[Records for the exercise — start]

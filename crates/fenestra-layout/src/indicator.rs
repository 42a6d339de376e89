//! Opening-direction glyphs drawn over a panel.
//!
//! Glyphs are bare geometry. Stroke width, dash pattern and color are up
//! to the renderer.

use std::fmt;

use fenestra_types::{Lateral, Opening, Point2d, Rect};
use serde::{Deserialize, Serialize};

/// Fraction of the panel's shorter side used for a sliding arrow.
pub const ARROW_SCALE: f64 = 0.1;

#[derive(Debug, Clone, Copy, PartialEq, Eq, Serialize, Deserialize)]
#[serde(rename_all = "snake_case")]
pub enum GlyphKind {
    /// Open triangle; the apex marks the handle side.
    Triangle,
    /// Shaft plus one arrowhead in the sliding direction.
    Arrow,
}

/// A set of open polylines.
#[derive(Debug, Clone, PartialEq, Serialize, Deserialize)]
pub struct GlyphPath {
    pub subpaths: Vec<Vec<Point2d>>,
}

impl GlyphPath {
    pub fn points(&self) -> impl Iterator<Item = &Point2d> {
        self.subpaths.iter().flatten()
    }
}

/// Path commands in the `M x y L x y` form used by vector formats.
impl fmt::Display for GlyphPath {
    fn fmt(&self, f: &mut fmt::Formatter<'_>) -> fmt::Result {
        let mut first = true;
        for subpath in &self.subpaths {
            for (i, p) in subpath.iter().enumerate() {
                if !first {
                    f.write_str(" ")?;
                }
                first = false;
                let cmd = if i == 0 { 'M' } else { 'L' };
                write!(f, "{} {} {}", cmd, p.x, p.y)?;
            }
        }
        Ok(())
    }
}

#[derive(Debug, Clone, PartialEq, Serialize, Deserialize)]
pub struct Glyph {
    pub kind: GlyphKind,
    pub path: GlyphPath,
}

/// Glyph for a panel of the given opening, or `None` when no indicator is
/// defined.
///
/// Fixed panels get nothing. Hopper, folding and tilt-turn sashes, and
/// bidirectional casement or sliding sashes, have no glyph yet.
pub fn opening_glyph(rect: &Rect, opening: &Opening) -> Option<Glyph> {
    match opening {
        Opening::Fixed => None,
        Opening::Casement { direction } => casement_triangle(rect, *direction),
        Opening::Awning => Some(awning_triangle(rect)),
        Opening::Sliding { direction } => sliding_arrow(rect, *direction),
        Opening::Hopper | Opening::Folding { .. } | Opening::TiltTurn { .. } => None,
    }
}

/// Hinge on the `hinge` side; the apex sits mid-height on the opposite side.
fn casement_triangle(rect: &Rect, hinge: Lateral) -> Option<Glyph> {
    let Rect { x, y, w, h } = *rect;
    let points = match hinge {
        Lateral::Left => vec![
            Point2d::new(x, y),
            Point2d::new(x + w, y + h / 2.0),
            Point2d::new(x, y + h),
        ],
        Lateral::Right => vec![
            Point2d::new(x + w, y),
            Point2d::new(x, y + h / 2.0),
            Point2d::new(x + w, y + h),
        ],
        Lateral::BiLeft | Lateral::BiRight => return None,
    };
    Some(Glyph {
        kind: GlyphKind::Triangle,
        path: GlyphPath {
            subpaths: vec![points],
        },
    })
}

/// Top-hung: apex at top-mid, base on the bottom corners.
fn awning_triangle(rect: &Rect) -> Glyph {
    let Rect { x, y, w, h } = *rect;
    Glyph {
        kind: GlyphKind::Triangle,
        path: GlyphPath {
            subpaths: vec![vec![
                Point2d::new(x, y + h),
                Point2d::new(x + w / 2.0, y),
                Point2d::new(x + w, y + h),
            ]],
        },
    }
}

fn sliding_arrow(rect: &Rect, direction: Lateral) -> Option<Glyph> {
    let sign = match direction {
        Lateral::Left => -1.0,
        Lateral::Right => 1.0,
        Lateral::BiLeft | Lateral::BiRight => return None,
    };
    let cx = rect.x + rect.w / 2.0;
    let cy = rect.y + rect.h / 2.0;
    let s = rect.w.min(rect.h) * ARROW_SCALE;

    let tip = Point2d::new(cx + sign * s, cy);
    let tail = Point2d::new(cx - sign * s, cy);
    let barb_x = tip.x - sign * s / 2.0;

    Some(Glyph {
        kind: GlyphKind::Arrow,
        path: GlyphPath {
            subpaths: vec![
                vec![tail, tip],
                vec![
                    Point2d::new(barb_x, cy - s / 2.0),
                    tip,
                    Point2d::new(barb_x, cy + s / 2.0),
                ],
            ],
        },
    })
}

#[cfg(test)]
mod tests {
    use super::*;

    fn tall() -> Rect {
        Rect::new(0.0, 0.0, 400.0, 1000.0)
    }

    #[test]
    fn test_casement_left_points_right() {
        let glyph =
            opening_glyph(&tall(), &Opening::Casement { direction: Lateral::Left }).unwrap();
        assert_eq!(glyph.kind, GlyphKind::Triangle);
        assert_eq!(
            glyph.path.subpaths,
            vec![vec![
                Point2d::new(0.0, 0.0),
                Point2d::new(400.0, 500.0),
                Point2d::new(0.0, 1000.0),
            ]]
        );
    }

    #[test]
    fn test_casement_right_is_mirrored() {
        let glyph =
            opening_glyph(&tall(), &Opening::Casement { direction: Lateral::Right }).unwrap();
        assert_eq!(glyph.path.subpaths[0][1], Point2d::new(0.0, 500.0));
        assert_eq!(glyph.path.subpaths[0][0], Point2d::new(400.0, 0.0));
    }

    #[test]
    fn test_awning_apex_at_top() {
        let glyph = opening_glyph(&Rect::new(50.0, 50.0, 700.0, 700.0), &Opening::Awning).unwrap();
        assert_eq!(glyph.path.subpaths[0][1], Point2d::new(400.0, 50.0));
        assert_eq!(glyph.path.subpaths[0][0], Point2d::new(50.0, 750.0));
        assert_eq!(glyph.path.subpaths[0][2], Point2d::new(750.0, 750.0));
    }

    #[test]
    fn test_sliding_arrow_scales_with_short_side() {
        let glyph =
            opening_glyph(&tall(), &Opening::Sliding { direction: Lateral::Right }).unwrap();
        assert_eq!(glyph.kind, GlyphKind::Arrow);
        // s = 40, centered at (200, 500).
        assert_eq!(
            glyph.path.subpaths[0],
            vec![Point2d::new(160.0, 500.0), Point2d::new(240.0, 500.0)]
        );
        assert_eq!(
            glyph.path.subpaths[1],
            vec![
                Point2d::new(220.0, 480.0),
                Point2d::new(240.0, 500.0),
                Point2d::new(220.0, 520.0),
            ]
        );
    }

    #[test]
    fn test_sliding_left_points_left() {
        let glyph = opening_glyph(&tall(), &Opening::Sliding { direction: Lateral::Left }).unwrap();
        assert_eq!(glyph.path.subpaths[0][1], Point2d::new(160.0, 500.0));
        assert_eq!(glyph.path.subpaths[1][0], Point2d::new(180.0, 480.0));
    }

    #[test]
    fn test_types_without_glyph() {
        let none = [
            Opening::Fixed,
            Opening::Hopper,
            Opening::Folding { direction: Lateral::Left },
            Opening::TiltTurn { direction: Lateral::Right },
            Opening::Casement { direction: Lateral::BiLeft },
            Opening::Sliding { direction: Lateral::BiRight },
        ];
        for opening in none {
            assert!(opening_glyph(&tall(), &opening).is_none(), "{opening:?}");
        }
    }

    #[test]
    fn test_path_display() {
        let glyph =
            opening_glyph(&tall(), &Opening::Casement { direction: Lateral::Left }).unwrap();
        assert_eq!(glyph.path.to_string(), "M 0 0 L 400 500 L 0 1000");

        let arrow =
            opening_glyph(&tall(), &Opening::Sliding { direction: Lateral::Right }).unwrap();
        assert_eq!(
            arrow.path.to_string(),
            "M 160 500 L 240 500 M 220 480 L 240 500 L 220 520"
        );
    }
}
//! Model edits. Each takes the current model and returns a new one.

use fenestra_types::{Appearance, CadModel, OpeningDirection, OpeningType, PanelConfig};

/// Errors from designer edits.
#[derive(Debug, Clone, PartialEq, Eq, thiserror::Error)]
pub enum DesignError {
    #[error("panel {index} out of range (model has {count} panels)")]
    PanelOutOfRange { index: usize, count: usize },

    #[error("template '{template_id}' does not allow mullions")]
    MullionsNotAllowed { template_id: String },

    #[error("template not found: {0}")]
    TemplateNotFound(String),
}

/// Resize the panel list to `count` slots.
///
/// Existing openings are kept by position; added slots are fixed. The list
/// is rebuilt, so indices always run `0..count`.
pub fn with_panel_count(model: &CadModel, count: u32) -> CadModel {
    let panel_configs = (0..count)
        .map(|i| PanelConfig::new(i, model.opening_at(i as usize)))
        .collect();
    CadModel {
        panel_count: count,
        panel_configs,
        ..model.clone()
    }
}

/// Change one panel's opening type, coercing its direction to one the new
/// type supports.
pub fn with_panel_type(
    model: &CadModel,
    index: usize,
    kind: OpeningType,
) -> Result<CadModel, DesignError> {
    update_panel(model, index, |config| {
        config.opening = config.opening.with_kind(kind);
    })
}

/// Change one panel's opening direction. Directions the current type
/// cannot carry are coerced, and ignored for fixed, awning and hopper panels.
pub fn with_panel_direction(
    model: &CadModel,
    index: usize,
    direction: OpeningDirection,
) -> Result<CadModel, DesignError> {
    update_panel(model, index, |config| {
        config.opening = config.opening.with_direction(direction);
    })
}

pub fn with_dimensions(model: &CadModel, width: u32, height: u32) -> CadModel {
    CadModel {
        width,
        height,
        ..model.clone()
    }
}

pub fn with_transom_height(model: &CadModel, transom_height: u32) -> CadModel {
    CadModel {
        transom_height,
        ..model.clone()
    }
}

pub fn with_mullions(model: &CadModel, enable_mullions: bool) -> CadModel {
    CadModel {
        enable_mullions,
        ..model.clone()
    }
}

pub fn with_appearance(model: &CadModel, appearance: Appearance) -> CadModel {
    CadModel {
        appearance,
        ..model.clone()
    }
}

fn update_panel(
    model: &CadModel,
    index: usize,
    edit: impl FnOnce(&mut PanelConfig),
) -> Result<CadModel, DesignError> {
    let mut next = model.clone();
    let count = next.panel_configs.len();
    let config = next
        .panel_configs
        .get_mut(index)
        .ok_or(DesignError::PanelOutOfRange { index, count })?;
    edit(config);
    Ok(next)
}

#[cfg(test)]
mod tests {
    use super::*;
    use fenestra_types::{Lateral, Opening};
    use uuid::Uuid;

    fn model() -> CadModel {
        CadModel {
            id: Uuid::nil(),
            template_id: "win-casement-65".to_string(),
            width: 1200,
            height: 1400,
            panel_count: 2,
            panel_configs: vec![
                PanelConfig::new(0, Opening::Casement { direction: Lateral::Left }),
                PanelConfig::new(1, Opening::Casement { direction: Lateral::Right }),
            ],
            transom_height: 0,
            enable_mullions: true,
            threshold_height: None,
            appearance: Appearance::default(),
        }
    }

    #[test]
    fn test_grow_panels_adds_fixed() {
        let m = with_panel_count(&model(), 4);
        assert_eq!(m.panel_count, 4);
        assert_eq!(m.panel_configs.len(), 4);
        assert_eq!(m.opening_at(1), Opening::Casement { direction: Lateral::Right });
        assert_eq!(m.panel_configs[2], PanelConfig::fixed(2));
        assert_eq!(m.panel_configs[3], PanelConfig::fixed(3));
    }

    #[test]
    fn test_shrink_panels_keeps_prefix() {
        let m = with_panel_count(&model(), 1);
        assert_eq!(
            m.panel_configs,
            vec![PanelConfig::new(0, Opening::Casement { direction: Lateral::Left })]
        );
    }

    #[test]
    fn test_panel_count_renumbers_indices() {
        let mut m = model();
        m.panel_configs[1].index = 7;
        let m = with_panel_count(&m, 3);
        let indices: Vec<u32> = m.panel_configs.iter().map(|c| c.index).collect();
        assert_eq!(indices, vec![0, 1, 2]);
    }

    #[test]
    fn test_edits_leave_input_untouched() {
        let original = model();
        let _ = with_panel_count(&original, 3);
        let _ = with_panel_type(&original, 0, OpeningType::Fixed).unwrap();
        assert_eq!(original, model());
    }

    #[test]
    fn test_type_change_coerces_direction() {
        let m = with_panel_type(&model(), 0, OpeningType::Awning).unwrap();
        assert_eq!(m.opening_at(0), Opening::Awning);
        assert_eq!(m.opening_at(0).direction(), Some(OpeningDirection::Top));

        let m = with_panel_type(&m, 0, OpeningType::Sliding).unwrap();
        assert_eq!(m.opening_at(0), Opening::Sliding { direction: Lateral::Left });

        let m = with_panel_type(&model(), 1, OpeningType::Hopper).unwrap();
        assert_eq!(m.opening_at(1).direction(), Some(OpeningDirection::Bottom));

        // Lateral direction survives a lateral-to-lateral change.
        let m = with_panel_type(&model(), 1, OpeningType::TiltTurn).unwrap();
        assert_eq!(m.opening_at(1), Opening::TiltTurn { direction: Lateral::Right });
    }

    #[test]
    fn test_direction_change() {
        let m = with_panel_direction(&model(), 0, OpeningDirection::BiRight).unwrap();
        assert_eq!(m.opening_at(0), Opening::Casement { direction: Lateral::BiRight });

        let m = with_panel_direction(&model(), 0, OpeningDirection::Top).unwrap();
        assert_eq!(m.opening_at(0), Opening::Casement { direction: Lateral::Left });
    }

    #[test]
    fn test_out_of_range_panel() {
        let err = with_panel_type(&model(), 5, OpeningType::Fixed).unwrap_err();
        assert_eq!(err, DesignError::PanelOutOfRange { index: 5, count: 2 });
        assert_eq!(err.to_string(), "panel 5 out of range (model has 2 panels)");
    }

    #[test]
    fn test_scalar_edits() {
        let m = with_dimensions(&model(), 900, 1500);
        assert_eq!((m.width, m.height), (900, 1500));
        assert_eq!(with_transom_height(&m, 450).transom_height, 450);
        assert!(!with_mullions(&m, false).enable_mullions);

        let look = Appearance {
            glass_color: "clear".to_string(),
            ..Appearance::default()
        };
        assert_eq!(with_appearance(&m, look.clone()).appearance, look);
    }
}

[Records for the exercise — finish]

- [Work instructions]: Repeat exactly the lines of the listing above, from the one with "let mut m = model();" down to the one with "let m = with_panel_type(&m, 0, OpeningType::Sliding).unwrap();"; both of those lines belong in the range.

- [Written answer]:
        let mut m = model();
        m.panel_configs[1].index = 7;
        let m = with_panel_count(&m, 3);
        let indices: Vec<u32> = m.panel_configs.iter().map(|c| c.index).collect();
        assert_eq!(indices, vec![0, 1, 2]);
    }

    #[test]
    fn test_edits_leave_input_untouched() {
        let original = model();
        let _ = with_panel_count(&original, 3);
        let _ = with_panel_type(&original, 0, OpeningType::Fixed).unwrap();
        assert_eq!(original, model());
    }

    #[test]
    fn test_type_change_coerces_direction() {
        let m = with_panel_type(&model(), 0, OpeningType::Awning).unwrap();
        assert_eq!(m.opening_at(0), Opening::Awning);
        assert_eq!(m.opening_at(0).direction(), Some(OpeningDirection::Top));

        let m = with_panel_type(&m, 0, OpeningType::Sliding).unwrap();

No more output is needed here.